Dataset entries
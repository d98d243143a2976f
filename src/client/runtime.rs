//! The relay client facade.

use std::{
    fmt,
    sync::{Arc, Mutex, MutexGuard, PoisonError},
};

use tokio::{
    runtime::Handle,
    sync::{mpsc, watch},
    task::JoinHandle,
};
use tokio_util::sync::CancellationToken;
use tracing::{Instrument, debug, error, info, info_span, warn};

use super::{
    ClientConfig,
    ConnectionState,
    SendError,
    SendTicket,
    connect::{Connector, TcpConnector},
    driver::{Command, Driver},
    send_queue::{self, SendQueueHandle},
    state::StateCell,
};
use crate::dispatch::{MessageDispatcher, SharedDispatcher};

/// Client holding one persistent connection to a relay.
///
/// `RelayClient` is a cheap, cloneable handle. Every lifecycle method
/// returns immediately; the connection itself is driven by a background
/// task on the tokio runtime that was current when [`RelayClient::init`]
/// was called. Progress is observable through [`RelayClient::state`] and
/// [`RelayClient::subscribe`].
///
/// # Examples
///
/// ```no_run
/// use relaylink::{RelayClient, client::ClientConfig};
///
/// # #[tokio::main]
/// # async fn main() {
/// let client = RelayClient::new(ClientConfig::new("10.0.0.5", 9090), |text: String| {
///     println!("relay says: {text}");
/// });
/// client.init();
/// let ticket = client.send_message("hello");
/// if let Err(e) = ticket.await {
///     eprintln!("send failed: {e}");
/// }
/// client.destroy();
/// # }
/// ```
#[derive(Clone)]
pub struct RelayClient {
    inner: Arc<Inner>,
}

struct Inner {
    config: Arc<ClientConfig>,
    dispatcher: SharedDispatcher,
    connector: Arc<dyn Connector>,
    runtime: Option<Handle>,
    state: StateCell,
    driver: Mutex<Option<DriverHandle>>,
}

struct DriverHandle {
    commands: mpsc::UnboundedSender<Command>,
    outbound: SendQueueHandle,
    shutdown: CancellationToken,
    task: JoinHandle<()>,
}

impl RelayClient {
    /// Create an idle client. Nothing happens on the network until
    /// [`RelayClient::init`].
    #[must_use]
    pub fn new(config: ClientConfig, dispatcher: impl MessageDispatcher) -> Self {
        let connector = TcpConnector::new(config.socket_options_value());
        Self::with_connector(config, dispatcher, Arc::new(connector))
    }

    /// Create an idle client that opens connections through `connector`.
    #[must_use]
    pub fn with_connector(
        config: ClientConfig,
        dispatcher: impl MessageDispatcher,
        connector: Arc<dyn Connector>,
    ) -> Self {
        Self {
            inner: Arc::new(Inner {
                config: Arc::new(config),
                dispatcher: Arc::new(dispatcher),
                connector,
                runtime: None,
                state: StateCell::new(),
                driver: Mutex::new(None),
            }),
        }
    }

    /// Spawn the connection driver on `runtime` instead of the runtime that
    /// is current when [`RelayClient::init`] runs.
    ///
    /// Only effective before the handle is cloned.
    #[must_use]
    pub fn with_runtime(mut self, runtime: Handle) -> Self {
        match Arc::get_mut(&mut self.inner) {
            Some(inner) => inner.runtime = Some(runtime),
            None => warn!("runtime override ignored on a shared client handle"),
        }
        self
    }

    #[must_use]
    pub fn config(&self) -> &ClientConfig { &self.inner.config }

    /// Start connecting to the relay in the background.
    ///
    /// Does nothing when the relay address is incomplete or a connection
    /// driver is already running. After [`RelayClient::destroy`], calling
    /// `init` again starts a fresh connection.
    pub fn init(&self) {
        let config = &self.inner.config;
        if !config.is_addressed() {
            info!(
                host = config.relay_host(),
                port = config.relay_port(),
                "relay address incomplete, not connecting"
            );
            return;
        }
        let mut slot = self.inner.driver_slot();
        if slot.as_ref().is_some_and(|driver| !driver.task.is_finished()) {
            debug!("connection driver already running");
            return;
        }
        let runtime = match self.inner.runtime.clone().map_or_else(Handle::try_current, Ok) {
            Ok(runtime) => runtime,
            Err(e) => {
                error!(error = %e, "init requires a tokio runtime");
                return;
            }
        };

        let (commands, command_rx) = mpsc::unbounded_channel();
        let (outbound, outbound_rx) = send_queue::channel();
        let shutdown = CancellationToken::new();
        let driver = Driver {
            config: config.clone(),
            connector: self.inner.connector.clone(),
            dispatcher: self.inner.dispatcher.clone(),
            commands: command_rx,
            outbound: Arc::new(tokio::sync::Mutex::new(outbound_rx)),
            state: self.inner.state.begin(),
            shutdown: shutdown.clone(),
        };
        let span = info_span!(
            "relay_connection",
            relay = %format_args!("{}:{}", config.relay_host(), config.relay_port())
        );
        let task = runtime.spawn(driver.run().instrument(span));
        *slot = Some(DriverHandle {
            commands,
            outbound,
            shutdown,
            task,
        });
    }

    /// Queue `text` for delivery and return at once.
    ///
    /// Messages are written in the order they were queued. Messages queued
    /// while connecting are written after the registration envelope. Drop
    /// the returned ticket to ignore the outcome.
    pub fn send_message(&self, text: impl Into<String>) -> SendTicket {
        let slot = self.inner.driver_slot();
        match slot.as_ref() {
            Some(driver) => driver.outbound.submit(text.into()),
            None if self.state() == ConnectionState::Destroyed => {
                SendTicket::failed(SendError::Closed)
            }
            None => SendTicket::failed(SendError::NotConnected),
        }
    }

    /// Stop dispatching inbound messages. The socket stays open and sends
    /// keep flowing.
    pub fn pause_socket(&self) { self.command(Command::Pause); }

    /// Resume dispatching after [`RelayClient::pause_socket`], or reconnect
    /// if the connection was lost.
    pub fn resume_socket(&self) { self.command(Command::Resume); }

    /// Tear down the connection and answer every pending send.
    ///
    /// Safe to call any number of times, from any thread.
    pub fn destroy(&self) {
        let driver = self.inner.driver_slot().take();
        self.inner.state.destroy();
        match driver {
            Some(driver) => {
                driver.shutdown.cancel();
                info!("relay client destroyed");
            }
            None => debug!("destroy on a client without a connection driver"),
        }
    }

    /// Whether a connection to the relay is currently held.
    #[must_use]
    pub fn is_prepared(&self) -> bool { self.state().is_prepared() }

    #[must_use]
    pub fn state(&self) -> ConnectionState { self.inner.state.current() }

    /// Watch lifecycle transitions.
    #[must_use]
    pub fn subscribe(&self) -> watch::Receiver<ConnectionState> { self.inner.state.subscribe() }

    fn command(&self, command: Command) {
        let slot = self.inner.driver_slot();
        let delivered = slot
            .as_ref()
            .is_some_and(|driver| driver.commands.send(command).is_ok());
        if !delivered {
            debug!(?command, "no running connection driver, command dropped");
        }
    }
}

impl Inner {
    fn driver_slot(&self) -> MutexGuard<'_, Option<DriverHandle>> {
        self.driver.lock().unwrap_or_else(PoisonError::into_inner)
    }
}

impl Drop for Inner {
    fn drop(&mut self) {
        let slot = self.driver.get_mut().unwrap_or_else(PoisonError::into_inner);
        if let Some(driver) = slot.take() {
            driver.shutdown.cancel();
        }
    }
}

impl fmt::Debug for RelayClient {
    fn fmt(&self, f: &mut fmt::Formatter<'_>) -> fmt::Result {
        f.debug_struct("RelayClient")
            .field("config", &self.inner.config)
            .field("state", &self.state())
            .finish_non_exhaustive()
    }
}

● **Task details**: Of the lines above, output exactly those from the line bearing "pub fn send_message(&self, text: impl" through the line bearing "pub fn destroy(&self)", inclusive.

● **Completed exercise**:
    pub fn send_message(&self, text: impl Into<String>) -> SendTicket {
        let slot = self.inner.driver_slot();
        match slot.as_ref() {
            Some(driver) => driver.outbound.submit(text.into()),
            None if self.state() == ConnectionState::Destroyed => {
                SendTicket::failed(SendError::Closed)
            }
            None => SendTicket::failed(SendError::NotConnected),
        }
    }

    /// Stop dispatching inbound messages. The socket stays open and sends
    /// keep flowing.
    pub fn pause_socket(&self) { self.command(Command::Pause); }

    /// Resume dispatching after [`RelayClient::pause_socket`], or reconnect
    /// if the connection was lost.
    pub fn resume_socket(&self) { self.command(Command::Resume); }

    /// Tear down the connection and answer every pending send.
    ///
    /// Safe to call any number of times, from any thread.
    pub fn destroy(&self) {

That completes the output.